Ulrich Cordes (born 1980) is a German tenor, focused on concerts and sacred music.

==Career==
Cordes first studied sacred music at the Hochschule für Musik Köln (A-Exam in 2003) with Winfried Bönig and Margaretha Hürholz, among others. He continued studying voice. In 2005 he was able to study at the CNSMDP in Paris with Pierre Mervant as a Socrates Fellow. From 2005 to 2006, he studied in Cologne with Christoph Prégardien. After his diploma in 2008, he took part in Prégardien's "voice studio", finishing with Konzertexamen (concert exam) in 2010. He took masterclasses with Claudia Visca and Konrad Jarnot. Since 2008 he has continued working with Jarnot. He was awarded a second prize in the competition "Podium Junger Gesangssolisten" of the Verband Deutscher Konzertchöre (VDKC) in 2008.

Cordes performed with the Netherlands Bach Society and the Münchener Bach-Chor, among others. On 10 October 2004, he sang the tenor part of Beethoven's Mass in C major in the Bonn Minster as part of the Beethovenfest. In 2007, he sang the part of Apollon in Monteverdi's L'Orfeo in a concert of the Rheingau Musik Festival. With the Johanneskantorei Düsseldorf he performed in 2008 Karl Jenkins' The Armed Man and in 2009 Mendelssohn's Paulus.

In 2008, his interpretation of the Evangelist in Bach's St John Passion in Cologne was termed "excellent, a factual witness showing empathy at times". He also performed the "great arias" in the two performances. In 2008, he sang the part of Uriel in several performances of Haydn's Die Schöpfung, in three churches of Berlin, in Bonn and in the Nikolaikirche. In 2009, he was the Evangelist in Bach's St Matthew Passion in St. Martin, Idstein, with Andreas Pruys (vox Christi), Katia Plaschka, Anne Bierwirth and Klaus Mertens.
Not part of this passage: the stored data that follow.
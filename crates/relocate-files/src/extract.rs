use std::fs::{self, File};
use std::io::{self, BufReader};
use std::path::{Component, Path, PathBuf};

use anyhow::{Context, Result};
use flate2::read::GzDecoder;
use relocate_core::{
    ensure_readable_archive, require_format, BackupArchive, FilesArchiveFormat, MigrationError,
    Warnings,
};
use relocate_store::StoreLayout;

pub fn extract_archive(archive_path: &Path, dest: &Path) -> Result<usize> {
    let format = require_format(archive_path)?;
    fs::create_dir_all(dest)
        .with_context(|| format!("failed to create extraction dir {}", dest.display()))?;
    match format {
        FilesArchiveFormat::TarGz => extract_tar_gz(archive_path, dest),
        FilesArchiveFormat::Zip => extract_zip(archive_path, dest),
    }
}

fn unusable(archive_path: &Path, detail: impl std::fmt::Display) -> MigrationError {
    MigrationError::Archive {
        message: format!("archive {} is unusable: {detail}", archive_path.display()),
        listing: Vec::new(),
    }
}

fn is_enclosed(path: &Path) -> bool {
    path.components()
        .all(|component| matches!(component, Component::Normal(_) | Component::CurDir))
}

fn extract_tar_gz(archive_path: &Path, dest: &Path) -> Result<usize> {
    let file = File::open(archive_path)
        .with_context(|| format!("failed to open {}", archive_path.display()))?;
    let mut archive = tar::Archive::new(GzDecoder::new(BufReader::new(file)));
    let entries = archive
        .entries()
        .map_err(|err| unusable(archive_path, err))?;

    let mut written = 0;
    for entry in entries {
        let mut entry = entry.map_err(|err| unusable(archive_path, err))?;
        let entry_path = entry
            .path()
            .map_err(|err| unusable(archive_path, err))?
            .into_owned();
        if !is_enclosed(&entry_path) {
            return Err(unusable(
                archive_path,
                format!("refused unsafe entry path {}", entry_path.display()),
            )
            .into());
        }
        let unpacked = entry
            .unpack_in(dest)
            .map_err(|err| unusable(archive_path, format!("{}: {err}", entry_path.display())))?;
        if !unpacked {
            return Err(unusable(
                archive_path,
                format!("refused unsafe entry path {}", entry_path.display()),
            )
            .into());
        }
        written += 1;
    }
    Ok(written)
}

fn extract_zip(archive_path: &Path, dest: &Path) -> Result<usize> {
    let file = File::open(archive_path)
        .with_context(|| format!("failed to open {}", archive_path.display()))?;
    let mut archive = zip::ZipArchive::new(file).map_err(|err| unusable(archive_path, err))?;

    for index in 0..archive.len() {
        let mut entry = archive
            .by_index(index)
            .map_err(|err| unusable(archive_path, err))?;
        let enclosed = entry.enclosed_name().ok_or_else(|| {
            unusable(
                archive_path,
                format!("refused unsafe entry path {}", entry.name()),
            )
        })?;

        let output_path = dest.join(enclosed);
        if entry.is_dir() {
            fs::create_dir_all(&output_path)
                .with_context(|| format!("failed to create {}", output_path.display()))?;
            continue;
        }
        if let Some(parent) = output_path.parent() {
            fs::create_dir_all(parent)
                .with_context(|| format!("failed to create {}", parent.display()))?;
        }
        let mut output = File::create(&output_path)
            .with_context(|| format!("failed to create {}", output_path.display()))?;
        io::copy(&mut entry, &mut output)
            .map_err(|err| unusable(archive_path, format!("{}: {err}", entry.name())))?;

        #[cfg(unix)]
        if let Some(mode) = entry.unix_mode() {
            use std::os::unix::fs::PermissionsExt;
            let _ = fs::set_permissions(&output_path, fs::Permissions::from_mode(mode));
        }
    }
    Ok(archive.len())
}

#[derive(Debug, Clone, PartialEq, Eq)]
pub struct OpenedBackup {
    pub archive: BackupArchive,
    pub unpacked_dir: Option<PathBuf>,
}

impl OpenedBackup {
    pub fn cleanup(self, warnings: &mut Warnings) {
        let Some(dir) = self.unpacked_dir else {
            return;
        };
        if let Err(err) = fs::remove_dir_all(&dir) {
            warnings.cleanup(format!(
                "failed to remove unpacked backup {}: {err}",
                dir.display()
            ));
        }
    }
}

pub fn open_backup(source: &Path, layout: &StoreLayout) -> Result<OpenedBackup> {
    if source.is_dir() {
        return Ok(OpenedBackup {
            archive: BackupArchive::open_dir(source)?,
            unpacked_dir: None,
        });
    }

    ensure_readable_archive(source, "backup container")?;
    layout.ensure_directories()?;
    let dir = layout.make_tmp_dir("backup")?;
    let opened = extract_archive(source, &dir)
        .and_then(|_| backup_root(&dir))
        .and_then(|root| BackupArchive::open_dir(&root));
    match opened {
        Ok(archive) => {
            log::info!("unpacked backup {} into {}", source.display(), dir.display());
            Ok(OpenedBackup {
                archive,
                unpacked_dir: Some(dir),
            })
        }
        Err(err) => {
            if let Err(remove_err) = fs::remove_dir_all(&dir) {
                log::warn!("failed to remove {}: {remove_err}", dir.display());
            }
            Err(err)
        }
    }
}

fn backup_root(dir: &Path) -> Result<PathBuf> {
    let entries = fs::read_dir(dir)
        .with_context(|| format!("failed to read {}", dir.display()))?
        .collect::<io::Result<Vec<_>>>()?;
    if let [only] = entries.as_slice() {
        if only.file_type()?.is_dir() {
            return Ok(only.path());
        }
    }
    Ok(dir.to_path_buf())
}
He performed several parts in Handel's Saul, the title role sung by Konrad Jarnot, with the Münchener Bach-Chor, conducted by Hansjörg Albrecht.

He was the tenor soloist in Voices of Exile, Richard Blackford's cantata for soloists, chamber orchestra, tape and choir, performed by the chamber choirs CONSONO and CONSTANT, conducted by Harald Jers, at the music festival "Klangvocal" (vocal sound) in Dortmund. In 2010, he performed at the Staatsoper Stuttgart in the German premiere of Elena Kats-Chernin opera The Rage of Life. His opera roles include Mozart's Don Ottavio and Belmonte. With the Münchener Bach-Chor he performed a program around Mozart's Requiem, including compositions of Enjott Schneider, in the Philharmonie at the Gasteig, stepping in for Thomas Michael Allen. He was the Evangelist in the St Matthew Passion in the Berliner Philharmonie on 28 March 2010. In 2011, he appeared in the Kölner Philharmonie in Handel's Israel in Egypt with the Bach-Verein Köln. He sang in Bach's Mass in B minor, performed in the Johanneskirche Düsseldorf and Trinitatiskirche Cologne to celebrate the 10th anniversary of the chamber choir CONSONO. He performed the tenor part of Handel's Messiah in St. Martin, Idstein, with Katia Plaschka, Andreas Scholl and Markus Flaig.

== Recordings ==
Cordes participated in a recording of Johann Mattheson's Christmas oratorio for soloists, chorus and orchestra Das größte Kind (The greatest child), conducted by Michael Willens, with the soloists also forming the choir.

In 2011, he was the Evangelist in a DVD of Bach's St Matthew Passion, recorded live at the Palais des Beaux-Arts, Brussels, with Graeme Danby (vox Christi), conducted by Bart Van Reyn.